» WHAT YOU HAVE TO DO
Locate each line below that includes "Debug" and reproduce it.

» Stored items
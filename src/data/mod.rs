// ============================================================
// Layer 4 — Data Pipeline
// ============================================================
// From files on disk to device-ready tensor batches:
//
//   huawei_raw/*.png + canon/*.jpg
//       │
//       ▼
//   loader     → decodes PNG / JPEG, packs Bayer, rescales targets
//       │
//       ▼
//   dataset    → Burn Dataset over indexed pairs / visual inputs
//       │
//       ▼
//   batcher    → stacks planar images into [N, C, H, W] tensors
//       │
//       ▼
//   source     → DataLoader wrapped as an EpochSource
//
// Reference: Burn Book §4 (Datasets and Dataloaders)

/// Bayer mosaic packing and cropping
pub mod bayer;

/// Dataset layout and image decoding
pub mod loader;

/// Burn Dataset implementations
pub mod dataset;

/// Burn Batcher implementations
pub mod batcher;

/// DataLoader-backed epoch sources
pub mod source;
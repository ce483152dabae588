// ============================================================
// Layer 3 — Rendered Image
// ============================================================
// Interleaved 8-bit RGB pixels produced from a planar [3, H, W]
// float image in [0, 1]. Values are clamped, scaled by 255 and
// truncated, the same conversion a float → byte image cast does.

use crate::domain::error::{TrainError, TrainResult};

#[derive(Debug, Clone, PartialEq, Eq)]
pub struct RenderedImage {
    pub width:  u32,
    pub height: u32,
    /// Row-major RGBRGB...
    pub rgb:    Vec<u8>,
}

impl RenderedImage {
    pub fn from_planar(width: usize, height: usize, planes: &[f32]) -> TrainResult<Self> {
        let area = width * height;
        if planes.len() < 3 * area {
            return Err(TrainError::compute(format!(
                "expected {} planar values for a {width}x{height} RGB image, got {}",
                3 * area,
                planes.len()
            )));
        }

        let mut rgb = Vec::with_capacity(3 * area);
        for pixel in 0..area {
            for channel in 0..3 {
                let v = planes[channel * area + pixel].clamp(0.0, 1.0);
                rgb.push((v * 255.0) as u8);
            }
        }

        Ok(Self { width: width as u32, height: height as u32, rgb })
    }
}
--
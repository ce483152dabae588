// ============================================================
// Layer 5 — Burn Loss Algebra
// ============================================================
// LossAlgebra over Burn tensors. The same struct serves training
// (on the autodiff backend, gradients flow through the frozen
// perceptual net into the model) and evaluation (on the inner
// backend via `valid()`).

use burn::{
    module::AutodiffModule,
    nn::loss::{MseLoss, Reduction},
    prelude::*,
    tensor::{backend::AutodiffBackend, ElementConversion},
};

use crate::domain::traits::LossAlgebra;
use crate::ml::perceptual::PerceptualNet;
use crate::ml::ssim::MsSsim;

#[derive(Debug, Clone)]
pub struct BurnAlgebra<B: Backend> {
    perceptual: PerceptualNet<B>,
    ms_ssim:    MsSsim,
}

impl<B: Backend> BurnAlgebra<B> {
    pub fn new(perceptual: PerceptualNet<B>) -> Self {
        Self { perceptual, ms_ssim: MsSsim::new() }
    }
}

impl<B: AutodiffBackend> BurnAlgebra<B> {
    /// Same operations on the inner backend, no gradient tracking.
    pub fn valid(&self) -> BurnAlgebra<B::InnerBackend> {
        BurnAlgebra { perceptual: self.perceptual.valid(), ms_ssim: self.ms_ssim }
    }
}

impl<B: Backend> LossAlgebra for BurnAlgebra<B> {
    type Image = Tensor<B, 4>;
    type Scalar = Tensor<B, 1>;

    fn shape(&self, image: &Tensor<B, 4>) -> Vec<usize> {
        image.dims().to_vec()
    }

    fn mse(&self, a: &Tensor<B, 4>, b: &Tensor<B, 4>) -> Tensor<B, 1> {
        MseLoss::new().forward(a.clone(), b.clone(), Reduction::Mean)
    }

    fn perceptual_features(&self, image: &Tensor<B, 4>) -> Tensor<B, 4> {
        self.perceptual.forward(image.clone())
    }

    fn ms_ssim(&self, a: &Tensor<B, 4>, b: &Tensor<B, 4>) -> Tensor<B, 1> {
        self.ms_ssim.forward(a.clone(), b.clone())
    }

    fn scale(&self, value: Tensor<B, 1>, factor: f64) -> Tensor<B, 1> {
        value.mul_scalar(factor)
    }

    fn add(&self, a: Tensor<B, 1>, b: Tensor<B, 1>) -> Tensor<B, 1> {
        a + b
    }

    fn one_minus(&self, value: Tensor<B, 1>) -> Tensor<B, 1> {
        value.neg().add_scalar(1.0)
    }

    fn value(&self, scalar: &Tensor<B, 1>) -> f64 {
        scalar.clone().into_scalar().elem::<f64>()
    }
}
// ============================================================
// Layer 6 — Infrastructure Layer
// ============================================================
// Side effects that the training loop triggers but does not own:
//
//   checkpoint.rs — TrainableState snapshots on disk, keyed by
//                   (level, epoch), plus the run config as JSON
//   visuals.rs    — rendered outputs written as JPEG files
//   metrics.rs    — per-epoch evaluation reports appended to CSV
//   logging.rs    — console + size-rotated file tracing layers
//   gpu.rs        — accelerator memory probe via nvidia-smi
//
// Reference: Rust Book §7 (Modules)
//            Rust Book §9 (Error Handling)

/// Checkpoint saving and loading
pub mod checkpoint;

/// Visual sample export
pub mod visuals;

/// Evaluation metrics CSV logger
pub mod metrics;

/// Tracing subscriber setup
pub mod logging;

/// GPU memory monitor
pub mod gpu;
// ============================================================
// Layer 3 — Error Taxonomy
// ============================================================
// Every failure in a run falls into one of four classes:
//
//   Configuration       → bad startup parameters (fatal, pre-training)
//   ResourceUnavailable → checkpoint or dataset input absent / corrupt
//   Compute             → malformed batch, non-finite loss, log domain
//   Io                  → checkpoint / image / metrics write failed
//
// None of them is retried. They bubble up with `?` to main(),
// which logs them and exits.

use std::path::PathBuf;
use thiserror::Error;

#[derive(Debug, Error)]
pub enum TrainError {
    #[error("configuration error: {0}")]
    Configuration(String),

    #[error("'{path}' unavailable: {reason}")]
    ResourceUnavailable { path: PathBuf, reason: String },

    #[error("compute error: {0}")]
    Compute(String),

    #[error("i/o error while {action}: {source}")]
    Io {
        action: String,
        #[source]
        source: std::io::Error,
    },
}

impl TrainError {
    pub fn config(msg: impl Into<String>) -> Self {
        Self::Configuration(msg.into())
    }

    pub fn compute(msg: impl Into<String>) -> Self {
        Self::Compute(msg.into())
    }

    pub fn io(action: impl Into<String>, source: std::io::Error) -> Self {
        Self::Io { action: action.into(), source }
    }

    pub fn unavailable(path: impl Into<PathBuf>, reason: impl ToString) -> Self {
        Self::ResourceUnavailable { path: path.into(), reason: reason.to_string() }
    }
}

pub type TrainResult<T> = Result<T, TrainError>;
* * *
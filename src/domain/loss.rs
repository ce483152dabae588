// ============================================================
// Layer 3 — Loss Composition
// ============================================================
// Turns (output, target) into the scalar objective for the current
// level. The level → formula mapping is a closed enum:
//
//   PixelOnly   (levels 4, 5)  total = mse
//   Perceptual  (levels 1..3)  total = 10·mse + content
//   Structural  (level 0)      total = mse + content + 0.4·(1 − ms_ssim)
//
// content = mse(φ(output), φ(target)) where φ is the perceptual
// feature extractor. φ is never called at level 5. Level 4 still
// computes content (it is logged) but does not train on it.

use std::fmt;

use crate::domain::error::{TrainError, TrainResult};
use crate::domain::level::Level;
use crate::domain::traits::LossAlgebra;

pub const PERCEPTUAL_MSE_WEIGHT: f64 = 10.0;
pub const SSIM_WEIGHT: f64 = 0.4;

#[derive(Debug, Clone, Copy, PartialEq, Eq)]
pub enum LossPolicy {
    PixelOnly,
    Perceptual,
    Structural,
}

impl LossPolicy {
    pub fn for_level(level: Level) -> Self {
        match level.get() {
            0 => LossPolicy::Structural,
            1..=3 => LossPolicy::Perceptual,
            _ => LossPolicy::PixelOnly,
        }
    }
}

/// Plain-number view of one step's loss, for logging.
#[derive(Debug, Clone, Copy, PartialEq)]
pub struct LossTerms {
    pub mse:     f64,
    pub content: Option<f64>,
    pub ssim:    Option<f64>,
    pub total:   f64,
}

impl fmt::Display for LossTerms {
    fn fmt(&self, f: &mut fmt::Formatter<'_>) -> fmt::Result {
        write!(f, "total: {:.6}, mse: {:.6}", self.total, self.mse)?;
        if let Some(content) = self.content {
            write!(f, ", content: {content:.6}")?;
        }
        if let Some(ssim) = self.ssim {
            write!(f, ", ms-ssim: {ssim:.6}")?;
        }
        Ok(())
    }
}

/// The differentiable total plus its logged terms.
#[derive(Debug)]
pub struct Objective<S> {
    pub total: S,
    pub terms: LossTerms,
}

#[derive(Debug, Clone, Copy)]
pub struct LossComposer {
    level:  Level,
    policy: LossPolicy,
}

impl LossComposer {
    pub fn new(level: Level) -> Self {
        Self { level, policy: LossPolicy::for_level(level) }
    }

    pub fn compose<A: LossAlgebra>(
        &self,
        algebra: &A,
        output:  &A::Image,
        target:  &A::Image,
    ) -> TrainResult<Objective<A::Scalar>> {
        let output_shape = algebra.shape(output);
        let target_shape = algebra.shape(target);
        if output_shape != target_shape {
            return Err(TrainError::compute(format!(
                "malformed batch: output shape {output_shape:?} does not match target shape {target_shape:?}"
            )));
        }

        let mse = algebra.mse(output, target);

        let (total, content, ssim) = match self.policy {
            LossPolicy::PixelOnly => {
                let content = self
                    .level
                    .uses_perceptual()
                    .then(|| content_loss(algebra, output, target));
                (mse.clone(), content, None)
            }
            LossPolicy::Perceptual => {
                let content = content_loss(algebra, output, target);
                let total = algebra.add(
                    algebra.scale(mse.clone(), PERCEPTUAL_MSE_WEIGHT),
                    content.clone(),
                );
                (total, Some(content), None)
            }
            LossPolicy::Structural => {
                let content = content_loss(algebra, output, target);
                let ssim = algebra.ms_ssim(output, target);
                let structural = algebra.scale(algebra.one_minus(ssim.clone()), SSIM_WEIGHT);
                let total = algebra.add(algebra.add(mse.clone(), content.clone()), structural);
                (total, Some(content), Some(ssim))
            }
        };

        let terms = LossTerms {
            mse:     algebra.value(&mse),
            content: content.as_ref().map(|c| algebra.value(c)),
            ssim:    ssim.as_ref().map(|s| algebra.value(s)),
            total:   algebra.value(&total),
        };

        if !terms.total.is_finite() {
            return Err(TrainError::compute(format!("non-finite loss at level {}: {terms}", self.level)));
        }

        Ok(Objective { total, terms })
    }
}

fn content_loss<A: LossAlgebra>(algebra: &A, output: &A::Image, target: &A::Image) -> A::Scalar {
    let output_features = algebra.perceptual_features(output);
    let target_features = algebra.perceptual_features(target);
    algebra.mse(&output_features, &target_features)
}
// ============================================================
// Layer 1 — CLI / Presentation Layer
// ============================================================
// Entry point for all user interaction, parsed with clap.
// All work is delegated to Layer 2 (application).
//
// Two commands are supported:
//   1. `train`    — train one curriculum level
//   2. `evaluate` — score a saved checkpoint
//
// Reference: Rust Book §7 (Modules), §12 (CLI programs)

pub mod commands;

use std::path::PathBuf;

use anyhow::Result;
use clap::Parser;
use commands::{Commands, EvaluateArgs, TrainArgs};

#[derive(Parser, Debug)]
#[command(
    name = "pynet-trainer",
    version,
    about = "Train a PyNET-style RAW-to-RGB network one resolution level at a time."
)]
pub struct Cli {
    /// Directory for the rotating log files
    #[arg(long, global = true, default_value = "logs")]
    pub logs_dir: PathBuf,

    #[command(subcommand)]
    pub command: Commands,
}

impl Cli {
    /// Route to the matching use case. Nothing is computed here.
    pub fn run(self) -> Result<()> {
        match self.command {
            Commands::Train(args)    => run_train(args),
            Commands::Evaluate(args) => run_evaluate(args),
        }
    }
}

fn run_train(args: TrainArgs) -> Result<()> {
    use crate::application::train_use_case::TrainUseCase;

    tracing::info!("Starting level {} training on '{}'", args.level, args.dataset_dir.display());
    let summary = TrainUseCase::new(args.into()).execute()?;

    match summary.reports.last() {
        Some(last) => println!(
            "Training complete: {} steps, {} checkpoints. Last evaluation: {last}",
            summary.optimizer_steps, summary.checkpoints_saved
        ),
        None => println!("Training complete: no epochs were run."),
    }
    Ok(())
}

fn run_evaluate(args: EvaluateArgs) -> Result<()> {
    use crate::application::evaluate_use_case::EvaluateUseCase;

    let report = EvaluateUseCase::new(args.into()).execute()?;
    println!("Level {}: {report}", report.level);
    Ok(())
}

» EXERCISE RESPONSE
#[derive(Debug, Clone, PartialEq, Eq)]
#[derive(Debug, Clone)]
#[derive(Debug, Error)]
#[derive(Debug, Clone, Copy, PartialEq, Eq)]
#[derive(Debug, Clone, Copy, PartialEq)]
#[derive(Debug)]
#[derive(Debug, Clone, Copy)]
#[derive(Parser, Debug)]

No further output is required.